Output the records exactly, with no line skipped.

(Saved data entries)
—————

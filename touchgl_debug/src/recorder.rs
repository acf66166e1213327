// Copyright 2026 the touchgl Authors
// SPDX-License-Identifier: Apache-2.0 OR MIT

//! In-memory trace recording.
//!
//! [`RecorderSink`] keeps every event it receives, each stamped with the
//! wall-clock time elapsed since the recorder was created. Input and render
//! callbacks run on different threads, so [`SharedRecorder`] wraps one
//! recorder behind a mutex and hands out clones to both sides.

use std::sync::{Arc, Mutex, PoisonError};
use std::time::{Duration, Instant};

use touchgl_core::lifecycle::LifecycleError;
use touchgl_core::trace::{
    FrameTraceEvent, GestureTraceEvent, GraphicsErrorTraceEvent, PointerTraceEvent,
    SurfaceEventKind, TraceSink,
};

/// A trace event as received by the recorder.
#[derive(Clone, Copy, Debug, PartialEq)]
pub enum RecordedEvent {
    /// A pointer event arrived.
    Pointer(PointerTraceEvent),
    /// A gesture signal was dispatched.
    Gesture(GestureTraceEvent),
    /// The surface was created or changed.
    Surface(SurfaceEventKind),
    /// A frame was drawn.
    Frame(FrameTraceEvent),
    /// A graphics call failed.
    GraphicsError(GraphicsErrorTraceEvent),
    /// A lifecycle callback was rejected.
    LifecycleError(LifecycleError),
}

/// A [`RecordedEvent`] and when it was received.
#[derive(Clone, Copy, Debug, PartialEq)]
pub struct Recorded {
    /// Time since the recorder was created.
    pub at: Duration,
    /// The event.
    pub event: RecordedEvent,
}

/// Records trace events in memory.
#[derive(Debug)]
pub struct RecorderSink {
    origin: Instant,
    events: Vec<Recorded>,
}

impl Default for RecorderSink {
    fn default() -> Self {
        Self::new()
    }
}

impl RecorderSink {
    /// Creates an empty recorder whose clock starts now.
    #[must_use]
    pub fn new() -> Self {
        Self {
            origin: Instant::now(),
            events: Vec::new(),
        }
    }

    /// Every event so far, in arrival order.
    #[must_use]
    pub fn events(&self) -> &[Recorded] {
        &self.events
    }

    /// Number of recorded events.
    #[must_use]
    pub fn len(&self) -> usize {
        self.events.len()
    }

    /// Returns `true` if nothing was recorded.
    #[must_use]
    pub fn is_empty(&self) -> bool {
        self.events.is_empty()
    }

    /// Discards all events. The clock keeps running.
    pub fn clear(&mut self) {
        self.events.clear();
    }

    fn push(&mut self, event: RecordedEvent) {
        self.events.push(Recorded {
            at: self.origin.elapsed(),
            event,
        });
    }
}

impl TraceSink for RecorderSink {
    fn on_pointer_event(&mut self, e: &PointerTraceEvent) {
        self.push(RecordedEvent::Pointer(*e));
    }

    fn on_gesture(&mut self, e: &GestureTraceEvent) {
        self.push(RecordedEvent::Gesture(*e));
    }

    fn on_surface(&mut self, e: &SurfaceEventKind) {
        self.push(RecordedEvent::Surface(*e));
    }

    fn on_frame(&mut self, e: &FrameTraceEvent) {
        self.push(RecordedEvent::Frame(*e));
    }

    fn on_graphics_error(&mut self, e: &GraphicsErrorTraceEvent) {
        self.push(RecordedEvent::GraphicsError(*e));
    }

    fn on_lifecycle_error(&mut self, e: &LifecycleError) {
        self.push(RecordedEvent::LifecycleError(*e));
    }
}

/// A [`RecorderSink`] shared between threads. Clones record into the same
/// recording.
#[derive(Clone, Debug, Default)]
pub struct SharedRecorder(Arc<Mutex<RecorderSink>>);

impl SharedRecorder {
    /// Creates an empty shared recorder.
    #[must_use]
    pub fn new() -> Self {
        Self::default()
    }

    /// Copies out the events recorded so far.
    #[must_use]
    pub fn snapshot(&self) -> Vec<Recorded> {
        self.with(|r| r.events().to_vec())
    }

    fn with<T>(&self, f: impl FnOnce(&mut RecorderSink) -> T) -> T {
        // A panic while recording leaves a usable recording behind.
        let mut guard = self.0.lock().unwrap_or_else(PoisonError::into_inner);
        f(&mut guard)
    }
}

impl TraceSink for SharedRecorder {
    fn on_pointer_event(&mut self, e: &PointerTraceEvent) {
        self.with(|r| r.on_pointer_event(e));
    }

    fn on_gesture(&mut self, e: &GestureTraceEvent) {
        self.with(|r| r.on_gesture(e));
    }

    fn on_surface(&mut self, e: &SurfaceEventKind) {
        self.with(|r| r.on_surface(e));
    }

    fn on_frame(&mut self, e: &FrameTraceEvent) {
        self.with(|r| r.on_frame(e));
    }

    fn on_graphics_error(&mut self, e: &GraphicsErrorTraceEvent) {
        self.with(|r| r.on_graphics_error(e));
    }

    fn on_lifecycle_error(&mut self, e: &LifecycleError) {
        self.with(|r| r.on_lifecycle_error(e));
    }
}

—————

Solution to the exercise
filename touchgl_debug/src/recorder.rs
repository acf66166e1213327
// Copyright 2026 the touchgl Authors
// SPDX-License-Identifier: Apache-2.0 OR MIT

//! In-memory trace recording.
//!
//! [`RecorderSink`] keeps every event it receives, each stamped with the
//! wall-clock time elapsed since the recorder was created. Input and render
//! callbacks run on different threads, so [`SharedRecorder`] wraps one
//! recorder behind a mutex and hands out clones to both sides.

use std::sync::{Arc, Mutex, PoisonError};
use std::time::{Duration, Instant};

use touchgl_core::lifecycle::LifecycleError;
use touchgl_core::trace::{
    FrameTraceEvent, GestureTraceEvent, GraphicsErrorTraceEvent, PointerTraceEvent,
    SurfaceEventKind, TraceSink,
};

/// A trace event as received by the recorder.
#[derive(Clone, Copy, Debug, PartialEq)]
pub enum RecordedEvent {
    /// A pointer event arrived.
    Pointer(PointerTraceEvent),
    /// A gesture signal was dispatched.
    Gesture(GestureTraceEvent),
    /// The surface was created or changed.
    Surface(SurfaceEventKind),
    /// A frame was drawn.
    Frame(FrameTraceEvent),
    /// A graphics call failed.
    GraphicsError(GraphicsErrorTraceEvent),
    /// A lifecycle callback was rejected.
    LifecycleError(LifecycleError),
}

/// A [`RecordedEvent`] and when it was received.
#[derive(Clone, Copy, Debug, PartialEq)]
pub struct Recorded {
    /// Time since the recorder was created.
    pub at: Duration,
    /// The event.
    pub event: RecordedEvent,
}

/// Records trace events in memory.
#[derive(Debug)]
pub struct RecorderSink {
    origin: Instant,
    events: Vec<Recorded>,
}

impl Default for RecorderSink {
    fn default() -> Self {
        Self::new()
    }
}

impl RecorderSink {
    /// Creates an empty recorder whose clock starts now.
    #[must_use]
    pub fn new() -> Self {
        Self {
            origin: Instant::now(),
            events: Vec::new(),
        }
    }

    /// Every event so far, in arrival order.
    #[must_use]
    pub fn events(&self) -> &[Recorded] {
        &self.events
    }

    /// Number of recorded events.
    #[must_use]
    pub fn len(&self) -> usize {
        self.events.len()
    }

    /// Returns `true` if nothing was recorded.
    #[must_use]
    pub fn is_empty(&self) -> bool {
        self.events.is_empty()
    }

    /// Discards all events. The clock keeps running.
    pub fn clear(&mut self) {
        self.events.clear();
    }

    fn push(&mut self, event: RecordedEvent) {
        self.events.push(Recorded {
            at: self.origin.elapsed(),
            event,
        });
    }
}

impl TraceSink for RecorderSink {
    fn on_pointer_event(&mut self, e: &PointerTraceEvent) {
        self.push(RecordedEvent::Pointer(*e));
    }

    fn on_gesture(&mut self, e: &GestureTraceEvent) {
        self.push(RecordedEvent::Gesture(*e));
    }

    fn on_surface(&mut self, e: &SurfaceEventKind) {
        self.push(RecordedEvent::Surface(*e));
    }

    fn on_frame(&mut self, e: &FrameTraceEvent) {
        self.push(RecordedEvent::Frame(*e));
    }

    fn on_graphics_error(&mut self, e: &GraphicsErrorTraceEvent) {
        self.push(RecordedEvent::GraphicsError(*e));
    }

    fn on_lifecycle_error(&mut self, e: &LifecycleError) {
        self.push(RecordedEvent::LifecycleError(*e));
    }
}

/// A [`RecorderSink`] shared between threads. Clones record into the same
/// recording.
#[derive(Clone, Debug, Default)]
pub struct SharedRecorder(Arc<Mutex<RecorderSink>>);

impl SharedRecorder {
    /// Creates an empty shared recorder.
    #[must_use]
    pub fn new() -> Self {
        Self::default()
    }

    /// Copies out the events recorded so far.
    #[must_use]
    pub fn snapshot(&self) -> Vec<Recorded> {
        self.with(|r| r.events().to_vec())
    }

    fn with<T>(&self, f: impl FnOnce(&mut RecorderSink) -> T) -> T {
        // A panic while recording leaves a usable recording behind.
        let mut guard = self.0.lock().unwrap_or_else(PoisonError::into_inner);
        f(&mut guard)
    }
}

impl TraceSink for SharedRecorder {
    fn on_pointer_event(&mut self, e: &PointerTraceEvent) {
        self.with(|r| r.on_pointer_event(e));
    }

    fn on_gesture(&mut self, e: &GestureTraceEvent) {
        self.with(|r| r.on_gesture(e));
    }

    fn on_surface(&mut self, e: &SurfaceEventKind) {
        self.with(|r| r.on_surface(e));
    }

    fn on_frame(&mut self, e: &FrameTraceEvent) {
        self.with(|r| r.on_frame(e));
    }

    fn on_graphics_error(&mut self, e: &GraphicsErrorTraceEvent) {
        self.with(|r| r.on_graphics_error(e));
    }

    fn on_lifecycle_error(&mut self, e: &LifecycleError) {
        self.with(|r| r.on_lifecycle_error(e));
    }
}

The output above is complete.